Ce rassemblement n'est qu'une première étape pour la profession. Une manifestation - cette fois dans la rue - est d'ores et déjà programmée le 17 mai dans plusieurs grandes villes. Le bon timing puisque le projet de loi Pacte (plan d'action pour la croissance et la transformation des entreprises), qui pourrait reprendre les conclusions de l'IGF, ne serait finalement présenté que la seconde quinzaine de mai, d’après Le Monde. Sans compter les débats parlementaires qui devraient se poursuivre jusqu’à l’été voire l’automne. Un "temps long", souligne Jean Bouquot. Avant cela, une commission est mise en place sur le sujet cette semaine et comptera parmi ses membres Patrick de Cambourg, l’actuel président de l'Autorité des normes comptables, et Monique Millot-Pernin. "Avec eux, c’est un espoir", assure le président de la CNCC. Mais cela sera-t-il suffisant ? En tout cas, s'ils soutiennent leurs confrères, les experts-comptables n'iront pas jusqu'à bloquer les déclarations de TVA. "Je ne soutiens pas l’arme de la fiscalité", déclare Charles-René Tandé, président du Conseil supérieur de l’ordre des experts-comptables, venu également samedi. Si on l’utilise, "nous serons immédiatement déréglementés", justifie-t-il.

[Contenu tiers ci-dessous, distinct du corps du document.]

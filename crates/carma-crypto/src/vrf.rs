//! Verifiable random function shell.
//!
//! The backend is a closed set chosen by name in the global parameters.
//! Every node derives the same backend from the same JSON, so there is no
//! process-wide registry.
//!
//! ## Tickets
//!
//! ```text
//! ticket_input(epoch_nonce) = 0x01 || epoch_nonce
//! ticket = eval(vrf_sk, ticket_input(epoch_nonce))
//! ```
//!
//! A ticket the node evaluated itself is trusted immediately. A ticket
//! received from elsewhere starts unverified and is checked against the
//! sender's VRF public key before use; a successful check is cached.

use std::sync::atomic::{AtomicBool, Ordering};

use num_bigint::BigUint;
use schnorrkel::keys::{ExpansionMode, MiniSecretKey, PublicKey};
use schnorrkel::signing_context;
use schnorrkel::vrf::{VRFPreOut, VRFProof};
use zeroize::{Zeroize, ZeroizeOnDrop};

use crate::{bucket, check_len, CryptoError, Result};

/// Domain tag prepended to the epoch nonce for ticket evaluation.
pub const TICKET_DOMAIN_TAG: u8 = 0x01;

/// Transcript context for every sr25519 VRF evaluation.
const SR25519_CONTEXT: &[u8] = b"carma vrf";

/// Encoded length of an sr25519 VRF pre-output.
const SR25519_OUTPUT_LENGTH: usize = 32;

/// Available VRF backends.
#[derive(Clone, Copy, Debug, Default, PartialEq, Eq)]
pub enum VrfShell {
    /// sr25519 VRF over Ristretto255 (schnorrkel).
    #[default]
    Schnorrkel,
}

/// A freshly generated VRF keypair in wire encoding.
#[derive(Clone, Zeroize, ZeroizeOnDrop)]
pub struct VrfKeypair {
    /// Public key bytes (`pk_size()` long).
    pub public: Vec<u8>,
    /// Secret key bytes (`sk_size()` long).
    pub secret: Vec<u8>,
}

impl VrfShell {
    /// Look up a backend by its JSON name.
    pub fn from_name(name: &str) -> Result<Self> {
        match name {
            "schnorrkel" => Ok(VrfShell::Schnorrkel),
            other => Err(CryptoError::UnknownVrf(other.to_string())),
        }
    }

    /// JSON name of the backend.
    pub fn name(self) -> &'static str {
        match self {
            VrfShell::Schnorrkel => "schnorrkel",
        }
    }

    pub fn pk_size(self) -> usize {
        match self {
            VrfShell::Schnorrkel => schnorrkel::PUBLIC_KEY_LENGTH,
        }
    }

    pub fn sk_size(self) -> usize {
        match self {
            VrfShell::Schnorrkel => schnorrkel::MINI_SECRET_KEY_LENGTH,
        }
    }

    pub fn proof_size(self) -> usize {
        match self {
            VrfShell::Schnorrkel => schnorrkel::vrf::VRF_PROOF_LENGTH,
        }
    }

    pub fn output_size(self) -> usize {
        match self {
            VrfShell::Schnorrkel => SR25519_OUTPUT_LENGTH,
        }
    }

    /// Generate a new keypair from the OS RNG.
    pub fn keygen(self) -> VrfKeypair {
        match self {
            VrfShell::Schnorrkel => {
                let mini = MiniSecretKey::generate();
                let public = mini.expand_to_keypair(ExpansionMode::Uniform).public;
                VrfKeypair {
                    public: public.to_bytes().to_vec(),
                    secret: mini.to_bytes().to_vec(),
                }
            }
        }
    }

    /// Recompute the public key belonging to `sk`.
    pub fn public_from_secret(self, sk: &[u8]) -> Result<Vec<u8>> {
        match self {
            VrfShell::Schnorrkel => {
                let mini = sr25519_secret(sk)?;
                Ok(mini
                    .expand_to_keypair(ExpansionMode::Uniform)
                    .public
                    .to_bytes()
                    .to_vec())
            }
        }
    }

    /// Evaluate the VRF, returning `(proof, output)`.
    pub fn eval(self, sk: &[u8], input: &[u8]) -> Result<(Vec<u8>, Vec<u8>)> {
        match self {
            VrfShell::Schnorrkel => {
                let keypair = sr25519_secret(sk)?.expand_to_keypair(ExpansionMode::Uniform);
                let context = signing_context(SR25519_CONTEXT);
                let (inout, proof, _) = keypair.vrf_sign(context.bytes(input));
                Ok((proof.to_bytes().to_vec(), inout.to_preout().to_bytes().to_vec()))
            }
        }
    }

    /// Check that `(proof, output)` was produced by `eval` under the secret
    /// key matching `pk` on `input`. Malformed encodings verify as false.
    pub fn verify(self, pk: &[u8], input: &[u8], proof: &[u8], output: &[u8]) -> bool {
        match self {
            VrfShell::Schnorrkel => {
                if check_len(pk, self.pk_size()).is_err()
                    || check_len(proof, self.proof_size()).is_err()
                    || check_len(output, self.output_size()).is_err()
                {
                    return false;
                }
                let (Ok(public), Ok(proof), Ok(preout)) = (
                    PublicKey::from_bytes(pk),
                    VRFProof::from_bytes(proof),
                    VRFPreOut::from_bytes(output),
                ) else {
                    return false;
                };
                let context = signing_context(SR25519_CONTEXT);
                public.vrf_verify(context.bytes(input), &preout, &proof).is_ok()
            }
        }
    }

    /// Input bytes for an epoch ticket.
    pub fn ticket_input(epoch_nonce: &[u8]) -> Vec<u8> {
        let mut input = Vec::with_capacity(1 + epoch_nonce.len());
        input.push(TICKET_DOMAIN_TAG);
        input.extend_from_slice(epoch_nonce);
        input
    }

    /// Evaluate a ticket with our own secret key. The result is trusted.
    pub fn ticket_eval(self, sk: &[u8], input: &[u8]) -> Result<EvalResult> {
        let (proof, output) = self.eval(sk, input)?;
        let result = EvalResult::unverified(proof, output);
        result.set_verified(true);
        Ok(result)
    }

    /// Verifiable random integer in `[0, modulus)`.
    ///
    /// The VRF output of `prefix || input` is a compressed curve point, so
    /// it is hashed to uniform bits before reduction.
    pub fn dice_roll(self, sk: &[u8], prefix: &[u8], input: &[u8], modulus: &BigUint) -> Result<BigUint> {
        if *modulus == BigUint::from(0u32) {
            return Err(CryptoError::InvalidInput("dice_roll modulus is zero".into()));
        }
        let mut message = Vec::with_capacity(prefix.len() + input.len());
        message.extend_from_slice(prefix);
        message.extend_from_slice(input);
        let (_, output) = self.eval(sk, &message)?;
        Ok(bucket::reduce(&bucket::sha512(&[&output]), modulus))
    }
}

fn sr25519_secret(sk: &[u8]) -> Result<MiniSecretKey> {
    check_len(sk, schnorrkel::MINI_SECRET_KEY_LENGTH)?;
    MiniSecretKey::from_bytes(sk).map_err(|e| CryptoError::Vrf(e.to_string()))
}

/// A VRF proof and output pair with a cached verification flag.
#[derive(Debug)]
pub struct EvalResult {
    proof: Vec<u8>,
    output: Vec<u8>,
    verified: AtomicBool,
}

impl EvalResult {
    /// Wrap a received pair. It must be verified before it is trusted.
    pub fn unverified(proof: Vec<u8>, output: Vec<u8>) -> Self {
        Self {
            proof,
            output,
            verified: AtomicBool::new(false),
        }
    }

    pub fn proof(&self) -> &[u8] {
        &self.proof
    }

    pub fn output(&self) -> &[u8] {
        &self.output
    }

    pub fn is_verified(&self) -> bool {
        self.verified.load(Ordering::Acquire)
    }

    pub fn set_verified(&self, verified: bool) {
        self.verified.store(verified, Ordering::Release);
    }

    /// Verify against `pk` and `input` unless already verified.
    pub fn verify(&self, vrf: VrfShell, pk: &[u8], input: &[u8]) -> bool {
        if self.is_verified() {
            return true;
        }
        let ok = vrf.verify(pk, input, &self.proof, &self.output);
        if ok {
            self.set_verified(true);
        }
        ok
    }
}

impl Clone for EvalResult {
    fn clone(&self) -> Self {
        Self {
            proof: self.proof.clone(),
            output: self.output.clone(),
            verified: AtomicBool::new(self.is_verified()),
        }
    }
}

impl PartialEq for EvalResult {
    fn eq(&self, other: &Self) -> bool {
        self.proof == other.proof && self.output == other.output
    }
}

impl Eq for EvalResult {}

Des représentants de l'ancienne génération qui font aussi leur mea culpa. "Nous pouvons avoir une part de responsabilité vis-à-vis de vous, plus jeunes", concède Jean Bouquot à l’auditoire. "Nous avons eu tendance depuis pas mal d’années à vouloir camper sur nos acquis. Nos seuils datent (…) pour certains de 1984 et pour d’autres n’ont jamais été inflatés (…). Nous n’avons pas suffisamment anticipé le fait que le relèvement des seuils serait à ce point si cristallisé dans l’esprit des gouvernants qu’il deviendrait un dogme". Mais "l’histoire n’est pas écrite", s’empresse-t-il d’ajouter. Quoi qu’il en soit, plusieurs professionnels plus anciens, présents au palais Brongniart, saluent l’initiative de la jeune génération : un "bain de jouvence".